Paediatr Drugs. 2012 Dec 1;14(6):377-87. doi: 10.2165/11598430-000000000-00000.
Relapsed acute lymphoblastic leukemia (ALL) represents a major cause of morbidity and mortality in pediatrics. With contemporary chemotherapy, >85% of patients with newly diagnosed ALL survive. Unfortunately, 20% of these patients will relapse and for these children, outcomes remain poor despite our best known chemotherapy protocols. Most of these children will achieve a second complete remission, but maintaining this remission remains difficult. Because relapsed ALL is such a significant cause of morbidity and mortality, it is the focus of much research interest. Efforts have been made and continue to focus on understanding the underlying biology that drives relapse. The role of hematopoietic stem cell transplantation in relapsed ALL remains unclear, but many clinicians still favor this for high-risk patients given the poor prognosis with current chemotherapy alone. It is important to use new drugs with little cross-resistance in the treatment of relapsed ALL. New classes of agents are currently being studied. We also discuss prognostic factors and the biology of relapsed ALL.

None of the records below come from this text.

//! Hibiki CLI - コマンドラインインターフェース
//!
//! MIデバッガを子プロセスとして駆動するREPL

mod command;

use anyhow::{Context, Result};
use clap::{Parser, Subcommand};
use command::Command;
use hibiki_core::{DebugSession, SessionConfig, SessionEvent, StackFrame};
use rustyline::error::ReadlineError;
use rustyline::DefaultEditor;
use std::sync::mpsc::Receiver;
use std::thread;
use std::time::Duration;
use tracing::info;
use tracing_subscriber::EnvFilter;

/// Hibiki - MI debugger front end
#[derive(Parser)]
#[command(name = "hibiki")]
#[command(version = "0.1.0")]
#[command(about = "Drive a machine-interface debugger from the command line", long_about = None)]
struct Cli {
    #[command(subcommand)]
    command: DebugCommand,
}

#[derive(Subcommand)]
enum DebugCommand {
    /// Launch a program under the debugger
    Run {
        /// Debugger executable
        #[arg(short, long, default_value = "gdb")]
        debugger: String,

        /// Response timeout for blocking commands in milliseconds
        #[arg(long)]
        timeout_ms: Option<u64>,

        /// Echo every command sent to the debugger
        #[arg(short, long)]
        verbose: bool,

        /// Path to the program to debug
        program: String,

        /// Arguments to pass to the program
        #[arg(trailing_var_arg = true, allow_hyphen_values = true)]
        args: Vec<String>,
    },
}

fn main() -> Result<()> {
    init_tracing();

    let cli = Cli::parse();
    match cli.command {
        DebugCommand::Run {
            debugger,
            timeout_ms,
            verbose,
            program,
            args,
        } => {
            let mut config = SessionConfig::default();
            if let Some(ms) = timeout_ms {
                config = config.with_response_timeout(Duration::from_millis(ms));
            }

            let session = DebugSession::new(config)?;
            spawn_event_printer(session.subscribe(), verbose);

            let mut debugger_args = vec![program.clone()];
            debugger_args.extend(args);
            session
                .initialize(&debugger, &debugger_args)
                .with_context(|| format!("Cannot use debugger '{}'", debugger))?;
            session
                .execute()
                .with_context(|| format!("Failed to start {}", debugger))?;

            println!("Hibiki - MI debugger front end");
            println!("Debugging {} with {}", program, debugger);
            println!();
            run_repl(&session)?;
        }
    }

    Ok(())
}

/// `HIBIKI_LOG`、なければ `RUST_LOG` からフィルタを読む（既定は warn）
fn init_tracing() {
    let filter = EnvFilter::try_from_env("HIBIKI_LOG")
        .or_else(|_| EnvFilter::try_from_default_env())
        .unwrap_or_else(|_| EnvFilter::new("warn"));
    tracing_subscriber::fmt()
        .with_env_filter(filter)
        .with_writer(std::io::stderr)
        .init();
}

/// セッションイベントを表示するスレッドを起動する
fn spawn_event_printer(events: Receiver<SessionEvent>, verbose: bool) {
    thread::spawn(move || {
        for event in events {
            match event {
                SessionEvent::Log(text) => {
                    if verbose || !text.starts_with("Command: ") {
                        print!("{}", text);
                        if !text.ends_with('\n') {
                            println!();
                        }
                    }
                }
                SessionEvent::Stopped(info) => {
                    println!();
                    print!("Stopped ({})", info.reason);
                    if let Some(id) = info.thread_id {
                        print!(" in thread {}", id);
                    }
                    println!();
                    if let Some(frame) = info.frame {
                        println!("  {}", describe_frame(&frame));
                    }
                }
                SessionEvent::Running { thread_id } => match thread_id {
                    Some(id) => println!("Thread {} running", id),
                    None => println!("Running"),
                },
                SessionEvent::Terminated { exit_code } => {
                    match exit_code {
                        Some(code) => println!("Debugger exited with code {}", code),
                        None => println!("Debugger terminated"),
                    }
                    break;
                }
                SessionEvent::BreakpointsChanged | SessionEvent::ThreadsChanged => {}
            }
        }
    });
}

fn describe_frame(frame: &StackFrame) -> String {
    let function = frame.function.as_deref().unwrap_or("??");
    let mut text = match frame.address {
        Some(addr) => format!("#{} 0x{:016x} in {}", frame.index, addr, function),
        None => format!("#{} {}", frame.index, function),
    };
    if let (Some(file), Some(line)) = (&frame.file, frame.line) {
        text.push_str(&format!(" at {}:{}", file, line));
    }
    text
}

/// REPLループを実行する
fn run_repl(session: &DebugSession) -> Result<()> {
    println!("Type 'help' for available commands, 'quit' to exit.");
    println!();

    let mut rl = DefaultEditor::new()?;

    loop {
        let readline = rl.readline("(hibiki) ");
        match readline {
            Ok(line) => {
                let line = line.trim();
                if line.is_empty() {
                    continue;
                }

                rl.add_history_entry(line)?;

                match Command::parse(line) {
                    Some(Command::Quit) => {
                        handle_quit(session);
                        break;
                    }
                    Some(command) => {
                        if let Err(e) = handle_command(session, command) {
                            eprintln!("Error: {:#}", e);
                        }
                    }
                    None => {
                        println!("Unknown command: {}", line);
                        println!("Type 'help' for available commands.");
                    }
                }
            }
            Err(ReadlineError::Interrupted) => {
                // 実行中のターゲットを止める
                if session.is_executing() {
                    if let Err(e) = session.interrupt() {
                        eprintln!("Error: {}", e);
                    }
                    continue;
                }
                println!("CTRL-C");
                break;
            }
            Err(ReadlineError::Eof) => {
                println!("CTRL-D");
                handle_quit(session);
                break;
            }
            Err(err) => {
                eprintln!("Error: {:?}", err);
                break;
            }
        }
    }

    Ok(())
}

fn handle_command(session: &DebugSession, command: Command) -> Result<()> {
    match command {
        Command::Run => {
            session.launch_local()?;
        }
        Command::Break(location) => handle_break(session, &location)?,
        Command::Delete(Some(id)) => {
            session.break_remove(id)?;
            println!("Deleted breakpoint {}", id);
        }
        Command::Delete(None) => {
            session.break_remove_all()?;
            println!("Deleted all breakpoints");
        }
        Command::Clear(file) => {
            let removed = session.remove_breakpoints_in_file(&file)?;
            println!("Deleted {} breakpoint(s) in {}", removed, file);
        }
        Command::Breakpoints => print_breakpoints(session),
        Command::Continue => {
            session.continue_()?;
        }
        Command::Step => {
            session.step()?;
        }
        Command::Next => {
            session.next()?;
        }
        Command::Finish => {
            session.finish()?;
        }
        Command::Backtrace => {
            let frames = session.stack_list_frames()?;
            if frames.is_empty() {
                println!("No stack.");
            }
            for frame in &frames {
                println!("{}", describe_frame(frame));
            }
        }
        Command::Locals => {
            let variables = session.stack_list_variables()?;
            if variables.is_empty() {
                println!("No locals.");
            }
            for var in &variables {
                let type_name = var.type_name.as_deref().unwrap_or("?");
                match &var.value {
                    Some(value) => println!("  {}: {} = {}", var.name, type_name, value),
                    None => println!("  {}: {}", var.name, type_name),
                }
            }
        }
        Command::Threads => {
            let threads = session.thread_info()?;
            let current = session.current_thread();
            for thread in &threads {
                let marker = if Some(thread.id) == current { "*" } else { " " };
                println!("{} {} {} ({:?})", marker, thread.id, thread.name, thread.state);
            }
        }
        Command::Thread(id) => {
            session.thread_select(id)?;
            println!("Switched to thread {}", id);
        }
        Command::Files => handle_files(session)?,
        Command::Pause => {
            session.pause()?;
        }
        Command::Interrupt => session.interrupt()?,
        Command::Kill => {
            session.kill()?;
        }
        Command::Raw(text) => {
            let token = session.command(&text)?;
            info!("Sent raw command {:06}", token);
        }
        Command::Help => print_help(),
        Command::Quit => handle_quit(session),
    }

    Ok(())
}

/// Breakコマンドを処理する
fn handle_break(session: &DebugSession, location: &str) -> Result<()> {
    let id = session.break_insert(location)?;
    match session.breakpoint(id) {
        Some(bp) => match (bp.file.as_deref(), bp.line) {
            (Some(file), Some(line)) => println!("Breakpoint {} at {}:{}", id, file, line),
            _ => println!("Breakpoint {} at {}", id, location),
        },
        None => println!("Breakpoint {} at {}", id, location),
    }
    Ok(())
}

fn print_breakpoints(session: &DebugSession) {
    let breakpoints = session.breakpoints();
    if breakpoints.is_empty() {
        println!("No breakpoints.");
        return;
    }
    for bp in &breakpoints {
        let location = match (bp.file.as_deref(), bp.line) {
            (Some(file), Some(line)) => format!("{}:{}", file, line),
            (Some(file), None) => file.to_string(),
            _ => "<pending>".to_string(),
        };
        let state = if bp.enabled { "enabled" } else { "disabled" };
        println!("  {}. {} ({})", bp.id, location, state);
    }
}

/// ソースファイル一覧を表示する
fn handle_files(session: &DebugSession) -> Result<()> {
    let files = session.list_source_files()?;
    if files.is_empty() {
        println!("No source files.");
    }
    for file in &files {
        println!("  {}", file.fullname.as_deref().unwrap_or(&file.file));
    }
    Ok(())
}

/// Quitコマンドを処理する
fn handle_quit(session: &DebugSession) {
    if session.is_executing() {
        if let Err(e) = session.quit() {
            eprintln!("Error: {}", e);
        }
    }
    println!("Goodbye!");
}

fn print_help() {
    println!("Available commands:");
    println!();
    println!("  help             - Show this help message");
    println!("  quit/exit/q      - Exit the debugger");
    println!();
    println!("Execution:");
    println!("  run (r)          - Start the program");
    println!("  continue (c)     - Continue execution");
    println!("  next (n)         - Step over");
    println!("  step (s)         - Step into");
    println!("  finish (f)       - Run until the current function returns");
    println!("  pause            - Pause the running program");
    println!("  interrupt        - Send SIGINT to the debugger");
    println!("  kill (k)         - Kill the program");
    println!();
    println!("Breakpoints:");
    println!("  break <loc>      - Set breakpoint at file:line or function");
    println!("  delete [id]      - Delete one breakpoint, or all of them");
    println!("  clear <file>     - Delete every breakpoint in a file");
    println!("  info break       - List breakpoints");
    println!();
    println!("Inspection:");
    println!("  bt               - Show the call stack");
    println!("  locals (l)       - Show variables of the current frame");
    println!("  threads          - List threads");
    println!("  thread <id>      - Select a thread");
    println!("  files            - List source files");
    println!("  mi <command>     - Send a raw MI command");
    println!();
    println!("Examples:");
    println!("  break main.c:10");
    println!("  mi -gdb-version");
}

复发急性淋巴细胞白血病(ALL)是儿科发病率和死亡率的主要原因。采用当代化疗,85%以上的新诊断 ALL 患者可存活。不幸的是,其中 20%的患者会复发,尽管我们采用了最熟知的化疗方案,这些儿童的预后仍然很差。大多数这些儿童会获得第二次完全缓解,但维持这种缓解仍然很困难。因为复发 ALL 是如此重要的发病率和死亡率的原因,它是许多研究兴趣的焦点。已经并继续努力理解驱动复发的基础生物学。造血干细胞移植在复发 ALL 中的作用仍不清楚,但鉴于目前单独化疗的预后较差,许多临床医生仍倾向于对高危患者采用这种方法。在治疗复发 ALL 中使用交叉耐药性小的新药很重要。目前正在研究新的药物类别。我们还讨论了复发 ALL 的预后因素和生物学。